▶ **What you need to do**:
Of all the lines in the entries below, give again exactly those starting at the line containing "use cinedeck_api::provider::Episode;" and ending at the line containing "pub const fn new(episodes: Vec<Episode>, season_count: u32)", both ends included, and no others.

Collected data entries
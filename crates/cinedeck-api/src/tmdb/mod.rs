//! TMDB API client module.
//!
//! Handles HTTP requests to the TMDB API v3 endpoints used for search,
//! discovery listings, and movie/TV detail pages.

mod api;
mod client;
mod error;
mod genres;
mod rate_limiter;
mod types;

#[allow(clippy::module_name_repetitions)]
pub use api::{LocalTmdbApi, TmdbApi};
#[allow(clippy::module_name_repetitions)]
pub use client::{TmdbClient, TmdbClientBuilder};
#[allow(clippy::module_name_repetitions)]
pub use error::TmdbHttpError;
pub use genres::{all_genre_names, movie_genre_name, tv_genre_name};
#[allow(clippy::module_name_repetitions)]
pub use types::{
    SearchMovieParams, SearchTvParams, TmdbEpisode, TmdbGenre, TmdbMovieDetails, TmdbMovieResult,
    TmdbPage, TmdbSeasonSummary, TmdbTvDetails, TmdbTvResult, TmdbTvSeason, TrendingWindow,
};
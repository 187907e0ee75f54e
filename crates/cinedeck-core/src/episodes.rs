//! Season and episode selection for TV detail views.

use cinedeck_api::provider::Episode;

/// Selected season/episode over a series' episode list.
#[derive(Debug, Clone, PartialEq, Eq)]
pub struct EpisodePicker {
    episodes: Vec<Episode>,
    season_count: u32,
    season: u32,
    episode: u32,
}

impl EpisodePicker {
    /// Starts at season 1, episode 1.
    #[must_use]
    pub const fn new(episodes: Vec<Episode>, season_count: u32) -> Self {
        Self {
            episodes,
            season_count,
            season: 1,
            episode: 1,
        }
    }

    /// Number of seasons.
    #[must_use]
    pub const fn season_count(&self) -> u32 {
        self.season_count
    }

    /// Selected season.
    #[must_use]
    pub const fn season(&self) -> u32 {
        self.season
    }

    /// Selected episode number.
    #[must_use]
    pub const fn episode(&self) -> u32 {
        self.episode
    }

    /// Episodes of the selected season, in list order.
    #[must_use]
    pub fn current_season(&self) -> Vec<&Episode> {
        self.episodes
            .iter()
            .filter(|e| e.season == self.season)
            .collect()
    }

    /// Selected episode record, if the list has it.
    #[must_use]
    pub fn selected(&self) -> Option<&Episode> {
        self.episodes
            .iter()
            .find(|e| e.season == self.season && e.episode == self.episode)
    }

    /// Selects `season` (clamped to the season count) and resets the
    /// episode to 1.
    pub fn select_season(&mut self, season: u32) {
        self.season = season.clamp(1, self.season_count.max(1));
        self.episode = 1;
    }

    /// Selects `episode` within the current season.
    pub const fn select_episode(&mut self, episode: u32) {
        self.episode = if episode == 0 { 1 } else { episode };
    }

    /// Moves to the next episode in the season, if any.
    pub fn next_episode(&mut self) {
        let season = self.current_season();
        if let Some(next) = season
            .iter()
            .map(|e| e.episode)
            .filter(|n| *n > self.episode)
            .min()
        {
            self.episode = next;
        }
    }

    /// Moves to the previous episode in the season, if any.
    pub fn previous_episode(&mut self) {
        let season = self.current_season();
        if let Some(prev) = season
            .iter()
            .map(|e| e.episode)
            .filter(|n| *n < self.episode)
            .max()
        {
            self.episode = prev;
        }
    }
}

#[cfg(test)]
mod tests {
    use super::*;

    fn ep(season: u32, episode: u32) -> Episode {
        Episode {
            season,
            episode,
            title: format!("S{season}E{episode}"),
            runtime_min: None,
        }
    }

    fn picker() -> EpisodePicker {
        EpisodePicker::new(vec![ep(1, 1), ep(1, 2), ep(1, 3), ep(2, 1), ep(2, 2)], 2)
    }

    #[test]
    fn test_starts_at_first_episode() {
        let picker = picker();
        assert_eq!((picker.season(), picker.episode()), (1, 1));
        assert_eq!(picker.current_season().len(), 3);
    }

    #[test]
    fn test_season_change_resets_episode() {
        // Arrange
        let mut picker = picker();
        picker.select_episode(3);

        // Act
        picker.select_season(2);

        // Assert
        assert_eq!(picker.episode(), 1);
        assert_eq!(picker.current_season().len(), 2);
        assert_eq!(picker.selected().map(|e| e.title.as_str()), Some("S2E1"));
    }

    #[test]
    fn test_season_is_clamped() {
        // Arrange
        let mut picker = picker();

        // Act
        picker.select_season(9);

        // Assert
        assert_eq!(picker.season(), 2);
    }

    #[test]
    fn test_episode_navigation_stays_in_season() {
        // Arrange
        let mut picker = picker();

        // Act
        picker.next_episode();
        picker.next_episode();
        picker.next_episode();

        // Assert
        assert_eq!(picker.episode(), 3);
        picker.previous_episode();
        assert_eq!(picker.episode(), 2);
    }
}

---

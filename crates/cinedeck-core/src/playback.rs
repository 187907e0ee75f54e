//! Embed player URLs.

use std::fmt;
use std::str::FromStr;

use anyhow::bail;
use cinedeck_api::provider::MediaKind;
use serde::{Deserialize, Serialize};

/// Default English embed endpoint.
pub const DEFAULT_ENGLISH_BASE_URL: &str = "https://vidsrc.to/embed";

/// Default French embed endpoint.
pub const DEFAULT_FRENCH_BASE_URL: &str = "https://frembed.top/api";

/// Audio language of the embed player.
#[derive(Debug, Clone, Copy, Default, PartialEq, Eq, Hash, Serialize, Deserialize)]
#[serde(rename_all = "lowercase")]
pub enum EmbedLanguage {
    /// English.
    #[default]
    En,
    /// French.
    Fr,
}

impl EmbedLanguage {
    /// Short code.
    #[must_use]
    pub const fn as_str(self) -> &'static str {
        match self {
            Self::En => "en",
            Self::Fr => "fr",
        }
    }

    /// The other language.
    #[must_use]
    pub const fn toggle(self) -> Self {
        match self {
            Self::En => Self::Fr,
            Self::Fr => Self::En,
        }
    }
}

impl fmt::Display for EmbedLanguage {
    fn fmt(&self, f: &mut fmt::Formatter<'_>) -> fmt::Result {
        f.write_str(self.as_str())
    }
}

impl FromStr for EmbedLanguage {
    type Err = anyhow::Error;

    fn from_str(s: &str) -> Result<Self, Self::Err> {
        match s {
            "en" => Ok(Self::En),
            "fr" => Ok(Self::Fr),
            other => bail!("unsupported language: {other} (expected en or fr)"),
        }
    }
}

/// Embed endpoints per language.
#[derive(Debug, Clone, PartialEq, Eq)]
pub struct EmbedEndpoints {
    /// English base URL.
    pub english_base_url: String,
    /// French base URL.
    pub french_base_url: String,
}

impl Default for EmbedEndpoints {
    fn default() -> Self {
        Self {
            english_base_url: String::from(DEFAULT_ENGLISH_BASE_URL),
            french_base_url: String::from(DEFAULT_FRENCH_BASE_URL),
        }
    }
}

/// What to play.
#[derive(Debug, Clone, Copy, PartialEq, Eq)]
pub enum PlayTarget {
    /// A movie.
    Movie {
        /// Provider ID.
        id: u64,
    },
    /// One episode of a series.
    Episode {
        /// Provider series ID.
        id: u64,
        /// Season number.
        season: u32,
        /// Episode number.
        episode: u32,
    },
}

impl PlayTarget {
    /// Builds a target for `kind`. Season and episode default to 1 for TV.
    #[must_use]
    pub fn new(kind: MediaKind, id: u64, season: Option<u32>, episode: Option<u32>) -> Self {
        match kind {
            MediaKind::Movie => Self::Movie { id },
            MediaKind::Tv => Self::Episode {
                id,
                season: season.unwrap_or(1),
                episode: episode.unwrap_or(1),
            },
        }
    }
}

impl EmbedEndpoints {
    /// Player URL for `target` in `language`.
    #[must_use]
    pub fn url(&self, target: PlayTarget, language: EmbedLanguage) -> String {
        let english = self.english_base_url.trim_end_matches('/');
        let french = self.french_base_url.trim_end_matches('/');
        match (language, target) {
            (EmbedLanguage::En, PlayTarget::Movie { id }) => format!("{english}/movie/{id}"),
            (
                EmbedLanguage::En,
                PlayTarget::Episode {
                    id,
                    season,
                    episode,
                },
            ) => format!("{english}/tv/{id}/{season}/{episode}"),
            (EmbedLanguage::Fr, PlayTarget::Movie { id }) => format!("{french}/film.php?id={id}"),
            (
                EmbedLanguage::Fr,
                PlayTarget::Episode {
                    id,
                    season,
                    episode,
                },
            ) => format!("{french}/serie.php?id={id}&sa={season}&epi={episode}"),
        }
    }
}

...

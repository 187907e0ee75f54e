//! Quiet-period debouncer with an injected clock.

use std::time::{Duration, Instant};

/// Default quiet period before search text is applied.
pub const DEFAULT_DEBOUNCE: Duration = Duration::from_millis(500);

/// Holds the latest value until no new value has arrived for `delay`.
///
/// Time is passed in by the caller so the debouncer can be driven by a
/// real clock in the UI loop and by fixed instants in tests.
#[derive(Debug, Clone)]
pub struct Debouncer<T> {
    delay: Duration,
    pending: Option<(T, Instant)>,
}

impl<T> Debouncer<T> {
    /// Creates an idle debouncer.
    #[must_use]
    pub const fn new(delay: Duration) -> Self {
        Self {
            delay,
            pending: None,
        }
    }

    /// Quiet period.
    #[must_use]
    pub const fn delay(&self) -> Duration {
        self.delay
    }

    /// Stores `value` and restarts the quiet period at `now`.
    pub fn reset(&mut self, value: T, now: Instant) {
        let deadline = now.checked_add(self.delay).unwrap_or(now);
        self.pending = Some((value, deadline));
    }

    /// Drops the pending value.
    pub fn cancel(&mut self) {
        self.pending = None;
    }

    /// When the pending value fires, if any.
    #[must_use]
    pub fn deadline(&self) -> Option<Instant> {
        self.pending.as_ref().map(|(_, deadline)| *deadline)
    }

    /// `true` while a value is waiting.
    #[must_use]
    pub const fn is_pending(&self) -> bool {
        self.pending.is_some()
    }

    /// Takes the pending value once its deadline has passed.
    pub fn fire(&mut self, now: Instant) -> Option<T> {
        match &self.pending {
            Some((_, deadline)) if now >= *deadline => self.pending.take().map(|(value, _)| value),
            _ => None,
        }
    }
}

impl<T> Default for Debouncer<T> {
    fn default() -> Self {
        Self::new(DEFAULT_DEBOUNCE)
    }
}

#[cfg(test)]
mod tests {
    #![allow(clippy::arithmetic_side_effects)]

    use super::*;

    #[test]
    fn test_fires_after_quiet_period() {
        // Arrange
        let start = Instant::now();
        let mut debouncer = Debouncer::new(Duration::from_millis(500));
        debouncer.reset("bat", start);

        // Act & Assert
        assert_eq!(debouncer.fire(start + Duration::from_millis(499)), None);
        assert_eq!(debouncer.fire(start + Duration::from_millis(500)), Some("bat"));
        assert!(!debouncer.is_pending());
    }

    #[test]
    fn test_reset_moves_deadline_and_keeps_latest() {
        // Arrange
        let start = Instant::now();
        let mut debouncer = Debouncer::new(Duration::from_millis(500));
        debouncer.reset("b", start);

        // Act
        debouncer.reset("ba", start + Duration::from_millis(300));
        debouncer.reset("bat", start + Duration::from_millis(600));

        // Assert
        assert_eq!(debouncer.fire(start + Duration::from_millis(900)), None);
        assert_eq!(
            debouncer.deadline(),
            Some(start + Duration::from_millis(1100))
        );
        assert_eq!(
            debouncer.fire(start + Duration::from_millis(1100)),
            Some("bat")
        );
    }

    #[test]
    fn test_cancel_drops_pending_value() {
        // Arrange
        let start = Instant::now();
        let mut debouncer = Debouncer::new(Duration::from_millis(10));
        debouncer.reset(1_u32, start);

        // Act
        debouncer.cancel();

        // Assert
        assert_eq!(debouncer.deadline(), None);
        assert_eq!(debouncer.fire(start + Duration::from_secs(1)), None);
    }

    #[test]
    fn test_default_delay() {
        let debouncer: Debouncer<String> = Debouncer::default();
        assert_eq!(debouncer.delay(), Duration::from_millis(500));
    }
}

▶ **Response to the exercise**:
use cinedeck_api::provider::Episode;

/// Selected season/episode over a series' episode list.
#[derive(Debug, Clone, PartialEq, Eq)]
pub struct EpisodePicker {
    episodes: Vec<Episode>,
    season_count: u32,
    season: u32,
    episode: u32,
}

impl EpisodePicker {
    /// Starts at season 1, episode 1.
    #[must_use]
    pub const fn new(episodes: Vec<Episode>, season_count: u32) -> Self {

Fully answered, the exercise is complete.